Single doses of Pfizer and Moderna vaccines are more than 92% effective in preventing COVID-19 disease after two weeks, say Canadian researchers.
The FDA’s own data show that a single shot of the BioNTech-Pfizer vaccine is 92.6 percent effective after two weeks, and a single Moderna jab is 92.1 percent effective, the researchers note in the New England Journal of Medicine.
Obtaining the second photo of the Pfizer vaccine increases the effectiveness only marginally, up to 94%, according to a separate study based on real-world data from Israel’s vaccination program.
Therefore, the second prescribed dose should be given instead to those in the priority groups who are still waiting for their first shot, “given the current lack of vaccine,” the researchers ask.
“With such a highly protective first dose, the benefits of a small amount of vaccine could be maximized by postponing the second dose until all members of the priority group are given at least one dose,” the researchers said in a letter. addressed to NEJM publishers.
There may be uncertainty about the duration of single-dose protection, the researchers said.
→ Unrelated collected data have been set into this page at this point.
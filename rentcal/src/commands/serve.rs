use anyhow::Result;

use crate::config::Config;
use crate::server;
use crate::state::AppState;

pub async fn run(config: Config, port: Option<u16>) -> Result<()> {
    let port = port.unwrap_or(config.port);
    let state = AppState::new(config)?;
    server::serve(state, port).await
}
But taking the second dose within a month of the first, as recommended, offers few added benefits in the short term, while people at high risk who might have received a first dose with that source of vaccine are left completely unprotected. ”
The letter was written by Dr. Danuta M. Skowronski of the British Columbia Center for Disease Control in Vancouver and Dr. Gaston De Serres of the Quebec National Institute of Public Health in Quebec City.
In a letter to the NEJM responding to the two researchers, Pfizer stressed that “alternative dosing regimens” have yet to be evaluated.